Economia Fail?

Numa certa noite, sobe uma janelinha do meu face dizendo:
"Olá Cibele! Baixei o filme Freaknomics e eu gostaria da sua opinião sobre ele!".Ok, morria e não sabia que tinha o filme deste livro que li no meu 3º semestre de Economia. Mas ai, baixei e decidi ver com o namorado, afinal, seria uma oportunidade de mostrar que economia não se resumia a apenas pessoas com uma Hp12c na mão.

Lembrando que meu namorado faz Ciências da Computação (dizer que ele faz informática é como dar um soco no estômago dele) e lida muito com cálculos, probabilidade e os benditos algoritmos.

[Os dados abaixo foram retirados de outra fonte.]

//! Dynamically registered stats providers and the bounded refresh rendezvous.

use std::collections::{BTreeMap, HashSet};
use std::sync::Arc;
use std::time::Duration;

use parking_lot::Mutex;
use tokio::sync::{mpsc, Semaphore};
use tracing::{debug, info, warn};

use crate::export::health::HealthMetrics;
use crate::stats::snapshot::Snapshot;

/// External source of counters the kernel path cannot see.
///
/// Providers report cumulative counters through their [`ProviderHandle`],
/// usually in response to [`StatsProvider::request_stats_update`].
pub trait StatsProvider: Send + Sync {
    /// Asks the provider to report fresh counters tagged with `token`.
    fn request_stats_update(&self, token: u64);

    /// Sets the global alert threshold in bytes.
    fn set_alert(&self, _bytes: i64) {}

    /// Sets warning and limit thresholds for one interface.
    fn set_warning_and_limit(&self, _iface: &str, _warning: i64, _limit: i64) {}
}

/// Threshold callbacks raised by providers.
#[derive(Debug, Clone, PartialEq, Eq)]
pub enum ProviderEvent {
    AlertReached { tag: String },
    WarningOrLimitReached { tag: String },
}

/// Receives warning/limit callbacks forwarded from providers.
pub trait PolicyListener: Send + Sync {
    fn on_warning_or_limit_reached(&self, tag: &str);
}

struct ProviderEntry {
    tag: String,
    provider: Arc<dyn StatsProvider>,
    iface: Snapshot,
    uid: Snapshot,
}

struct Round {
    token: u64,
    permits: Arc<Semaphore>,
    awaiting: HashSet<u64>,
}

#[derive(Default)]
struct Inner {
    next_id: u64,
    next_token: u64,
    providers: BTreeMap<u64, ProviderEntry>,
    round: Option<Round>,
    retired_iface: Snapshot,
    retired_uid: Snapshot,
}

impl Inner {
    /// Releases the permit `id` owes the current round, if any.
    fn release(&mut self, id: u64) {
        if let Some(round) = self.round.as_mut() {
            if round.awaiting.remove(&id) {
                round.permits.add_permits(1);
            }
        }
    }
}

pub struct ProviderRegistry {
    inner: Mutex<Inner>,
    events: mpsc::UnboundedSender<ProviderEvent>,
    health: Arc<HealthMetrics>,
}

impl ProviderRegistry {
    /// Creates the registry and the receiver for provider threshold events.
    pub fn new(health: Arc<HealthMetrics>) -> (Arc<Self>, mpsc::UnboundedReceiver<ProviderEvent>) {
        let (events, rx) = mpsc::unbounded_channel();
        let registry = Arc::new(Self {
            inner: Mutex::new(Inner::default()),
            events,
            health,
        });
        (registry, rx)
    }

    /// Adds a provider. It stays registered until the handle is unregistered
    /// or dropped.
    pub fn register(
        self: &Arc<Self>,
        tag: impl Into<String>,
        provider: Arc<dyn StatsProvider>,
    ) -> ProviderHandle {
        let tag = tag.into();
        let mut inner = self.inner.lock();
        let id = inner.next_id;
        inner.next_id += 1;
        inner.providers.insert(
            id,
            ProviderEntry {
                tag: tag.clone(),
                provider,
                iface: Snapshot::default(),
                uid: Snapshot::default(),
            },
        );
        self.health
            .providers_registered
            .set(inner.providers.len() as f64);
        info!(tag = %tag, id, "registered stats provider");

        ProviderHandle {
            id,
            tag,
            registry: Arc::clone(self),
        }
    }

    pub fn len(&self) -> usize {
        self.inner.lock().providers.len()
    }

    pub fn is_empty(&self) -> bool {
        self.len() == 0
    }

    /// Asks every provider to refresh and waits up to `timeout` for all of
    /// them to answer. Returns false if the wait timed out.
    ///
    /// Answers arriving after the deadline still update the provider's cache
    /// and are picked up by the next poll.
    pub async fn refresh(&self, timeout: Duration) -> bool {
        let (token, permits, targets) = {
            let mut inner = self.inner.lock();
            inner.next_token += 1;
            let token = inner.next_token;
            let permits = Arc::new(Semaphore::new(0));
            let targets: Vec<Arc<dyn StatsProvider>> = inner
                .providers
                .values()
                .map(|e| Arc::clone(&e.provider))
                .collect();
            let awaiting = inner.providers.keys().copied().collect();
            inner.round = Some(Round {
                token,
                permits: Arc::clone(&permits),
                awaiting,
            });
            (token, permits, targets)
        };

        let expected = u32::try_from(targets.len()).unwrap_or(u32::MAX);
        for provider in &targets {
            provider.request_stats_update(token);
        }

        let answered = expected == 0
            || matches!(
                tokio::time::timeout(timeout, permits.acquire_many(expected)).await,
                Ok(Ok(_))
            );
        if !answered {
            warn!(token, expected, "provider refresh timed out");
        }

        let mut inner = self.inner.lock();
        if inner.round.as_ref().is_some_and(|r| r.token == token) {
            inner.round = None;
        }
        answered
    }

    /// Cumulative interface counters of all providers, including those that
    /// have unregistered.
    pub fn iface_snapshot(&self, now: i64) -> Snapshot {
        let inner = self.inner.lock();
        let mut out = Snapshot::new(now);
        out.combine(&inner.retired_iface);
        for entry in inner.providers.values() {
            out.combine(&entry.iface);
        }
        out
    }

    /// Cumulative per-uid counters of all providers, including those that
    /// have unregistered.
    pub fn uid_snapshot(&self, now: i64) -> Snapshot {
        let inner = self.inner.lock();
        let mut out = Snapshot::new(now);
        out.combine(&inner.retired_uid);
        for entry in inner.providers.values() {
            out.combine(&entry.uid);
        }
        out
    }

    fn providers(&self) -> Vec<Arc<dyn StatsProvider>> {
        self.inner
            .lock()
            .providers
            .values()
            .map(|e| Arc::clone(&e.provider))
            .collect()
    }

    pub fn set_alert(&self, bytes: i64) {
        for provider in self.providers() {
            provider.set_alert(bytes);
        }
    }

    pub fn set_warning_and_limit(&self, iface: &str, warning: i64, limit: i64) {
        for provider in self.providers() {
            provider.set_warning_and_limit(iface, warning, limit);
        }
    }

    fn update(&self, id: u64, token: u64, iface: Snapshot, uid: Snapshot) {
        let mut inner = self.inner.lock();
        let Some(entry) = inner.providers.get_mut(&id) else {
            debug!(id, "stats update from unregistered provider ignored");
            return;
        };
        entry.iface = iface;
        entry.uid = uid;
        if inner.round.as_ref().is_some_and(|r| r.token == token) {
            inner.release(id);
        }
    }

    fn unregister(&self, id: u64) {
        let mut inner = self.inner.lock();
        let Some(entry) = inner.providers.remove(&id) else {
            return;
        };
        // Keep the last cumulative values so combined totals never go backwards.
        inner.retired_iface.combine(&entry.iface);
        inner.retired_uid.combine(&entry.uid);
        inner.release(id);
        self.health
            .providers_registered
            .set(inner.providers.len() as f64);
        info!(tag = %entry.tag, id, "unregistered stats provider");
    }

    fn send(&self, event: ProviderEvent) {
        if self.events.send(event).is_err() {
            debug!("provider event receiver closed");
        }
    }
}

/// Registration of one provider. Dropping it unregisters the provider.
pub struct ProviderHandle {
    id: u64,
    tag: String,
    registry: Arc<ProviderRegistry>,
}

impl ProviderHandle {
    pub fn tag(&self) -> &str {
        &self.tag
    }

    /// Stores the provider's cumulative counters. A matching `token` also
    /// completes its part of the current refresh round.
    pub fn notify_stats_updated(&self, token: u64, iface: Snapshot, uid: Snapshot) {
        self.registry.update(self.id, token, iface, uid);
    }

    pub fn notify_alert_reached(&self) {
        self.registry.send(ProviderEvent::AlertReached {
            tag: self.tag.clone(),
        });
    }

    pub fn notify_warning_or_limit_reached(&self) {
        self.registry.send(ProviderEvent::WarningOrLimitReached {
            tag: self.tag.clone(),
        });
    }

    /// Removes the provider. Safe to call more than once.
    pub fn unregister(&self) {
        self.registry.unregister(self.id);
    }
}

impl Drop for ProviderHandle {
    fn drop(&mut self) {
        self.registry.unregister(self.id);
    }
}

#[cfg(test)]
mod tests {
    use super::*;
    use crate::stats::snapshot::EntryKey;
    use crate::stats::Counters;
    use std::sync::atomic::{AtomicU64, Ordering};

    #[derive(Default)]
    struct RecordingProvider {
        last_token: AtomicU64,
        alerts: Mutex<Vec<i64>>,
    }

    impl StatsProvider for RecordingProvider {
        fn request_stats_update(&self, token: u64) {
            self.last_token.store(token, Ordering::SeqCst);
        }

        fn set_alert(&self, bytes: i64) {
            self.alerts.lock().push(bytes);
        }
    }

    fn registry() -> (Arc<ProviderRegistry>, mpsc::UnboundedReceiver<ProviderEvent>) {
        ProviderRegistry::new(Arc::new(HealthMetrics::detached().expect("metrics")))
    }

    fn iface_stats(rx: i64) -> Snapshot {
        Snapshot::new(0).with(EntryKey::iface("tun0"), Counters::bytes(rx, 0))
    }

    #[tokio::test]
    async fn test_refresh_without_providers_completes() {
        let (registry, _rx) = registry();
        assert!(registry.refresh(Duration::from_millis(1)).await);
    }

    #[tokio::test(start_paused = true)]
    async fn test_refresh_times_out_when_provider_is_silent() {
        let (registry, _rx) = registry();
        let provider = Arc::new(RecordingProvider::default());
        let _handle = registry.register("vpn", provider.clone());

        assert!(!registry.refresh(Duration::from_millis(100)).await);
        assert_eq!(provider.last_token.load(Ordering::SeqCst), 1);
    }

    #[tokio::test]
    async fn test_refresh_completes_when_provider_answers() {
        let (registry, _rx) = registry();
        let provider = Arc::new(RecordingProvider::default());
        let handle = registry.register("vpn", provider.clone());

        let refresh = {
            let registry = Arc::clone(&registry);
            tokio::spawn(async move { registry.refresh(Duration::from_secs(5)).await })
        };
        while provider.last_token.load(Ordering::SeqCst) == 0 {
            tokio::task::yield_now().await;
        }
        let token = provider.last_token.load(Ordering::SeqCst);
        handle.notify_stats_updated(token, iface_stats(10), Snapshot::default());

        assert!(refresh.await.expect("join"));
        assert_eq!(registry.iface_snapshot(0).total().rx_bytes, 10);
    }

    #[tokio::test(start_paused = true)]
    async fn test_late_answer_updates_cache() {
        let (registry, _rx) = registry();
        let provider = Arc::new(RecordingProvider::default());
        let handle = registry.register("vpn", provider.clone());

        assert!(!registry.refresh(Duration::from_millis(100)).await);
        handle.notify_stats_updated(1, iface_stats(42), Snapshot::default());
        assert_eq!(registry.iface_snapshot(0).total().rx_bytes, 42);
    }

    #[tokio::test(start_paused = true)]
    async fn test_unregister_mid_round_releases_permit() {
        let (registry, _rx) = registry();
        let provider = Arc::new(RecordingProvider::default());
        let handle = registry.register("vpn", provider.clone());

        let refresh = {
            let registry = Arc::clone(&registry);
            tokio::spawn(async move { registry.refresh(Duration::from_secs(60)).await })
        };
        while provider.last_token.load(Ordering::SeqCst) == 0 {
            tokio::task::yield_now().await;
        }
        drop(handle);

        assert!(refresh.await.expect("join"));
        assert!(registry.is_empty());
    }

    #[test]
    fn test_unregister_keeps_cumulative_totals() {
        let (registry, _rx) = registry();
        let handle = registry.register("vpn", Arc::new(RecordingProvider::default()));
        handle.notify_stats_updated(0, iface_stats(100), Snapshot::default());

        handle.unregister();
        handle.unregister();
        assert_eq!(registry.iface_snapshot(0).total().rx_bytes, 100);

        let second = registry.register("vpn2", Arc::new(RecordingProvider::default()));
        second.notify_stats_updated(0, iface_stats(5), Snapshot::default());
        assert_eq!(registry.iface_snapshot(0).total().rx_bytes, 105);
    }

    #[test]
    fn test_events_and_alerts_are_forwarded() {
        let (registry, mut rx) = registry();
        let provider = Arc::new(RecordingProvider::default());
        let handle = registry.register("vpn", provider.clone());

        handle.notify_alert_reached();
        handle.notify_warning_or_limit_reached();
        assert_eq!(
            rx.try_recv().expect("alert"),
            ProviderEvent::AlertReached {
                tag: "vpn".to_string()
            }
        );
        assert_eq!(
            rx.try_recv().expect("limit"),
            ProviderEvent::WarningOrLimitReached {
                tag: "vpn".to_string()
            }
        );

        registry.set_alert(2048);
        assert_eq!(*provider.alerts.lock(), vec![2048]);
    }
}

Ou seja, tudo pra ele tem que ser complexo tal como mente de mulher (rá!). Se não envolver linhas e mais linhas de códigos, parece que perde a graça.

No final do filme, a única coisa que ele disse foi: "Economia não devia se meter onde não é chamada. Cadê os números ? Esperava algo bem mais técnico."

Como assim se meter? Quem já leu sabe: o livro/filme traz temáticas do cotidiano e tenta colocá-los sob a ótica de um economista. O problema é que para a maioria das pessoas, o economista é um ser que está sentado em um banco, dando entrevistas para um jornal ou mexendo numa máquina de calcular e explicando investimentos.

Tudo bem, isto ocorre, porém as pessoas esquecem que quando um economista vai à tv falar da inflação, por exemplo, nada mais está falando sobre algo que afeta o poder de decisão das pessoas no cotidiano.

Parece que somos pessoas que viajam tanto quanto um avião, que estabelecemos algo tão intangíveis que seria muita estranheza colocarmos nossos assuntos em nossa vida comum.

Outra coisa decepcionante para meu namorado foi o fato de que no filme, poucos cálculos apareciam, sendo apenas mostradas algumas estatísticas.

Às vezes para quem faz disciplinas ou faculdades cuja a principal ferramenta é a matemática, ver algo que não diretamente é explicada por ela faz isto parecer uma inverdade. É muito comum na faculdade de Economia, por exemplo, ver o embate entre professores que defendem uma determinada maneira de dar a disciplina: alguns pecam pelo excesso, outros pela omissão.

O fato é que não podemos fazer da matemática ou estatística a ciência que estudamos (neste caso, Economia). Estas são ferramentas que nos auxiliam para chegar às respostas que procuramos quando decidimos estudar um problema.

O importante depois disso, é desmistificar o que há por traz (no bom sentido hein!) da imagem do economista.


Comentários

  1. Economia = Computação = Cálculos,Previsões e tal... Estudar comportamento humano em sociedade = Sociologistas e cia. Nós fazemos os cálculos junto com estes os interpretamos. Agoooora, pegar um economista pra ficar estudando só o comportamento social de algum estudo é triste. É assim que penso, por exemplo, uma meta-heurística(aproveitando que tava estudando isso) muito conhecida é a bioinspirada. Os chamados algoritmos genéticos, pra que eles sejam possíveis, precisamos ter conhecimento das ciências biológicas, quando estudamos um sistema pra fazer a interface homem-máquina, estudamos muita engenharia(mas, aí é uma ciência irmã, na verdade é uma ciência pai da computação), biologia,psicologia e psiquiatria,mas isso não quer dizer que um filme que fale sobre o assunto(com foco na tecnologia) vá falar mais da parte psíquica do que dos algoritmos.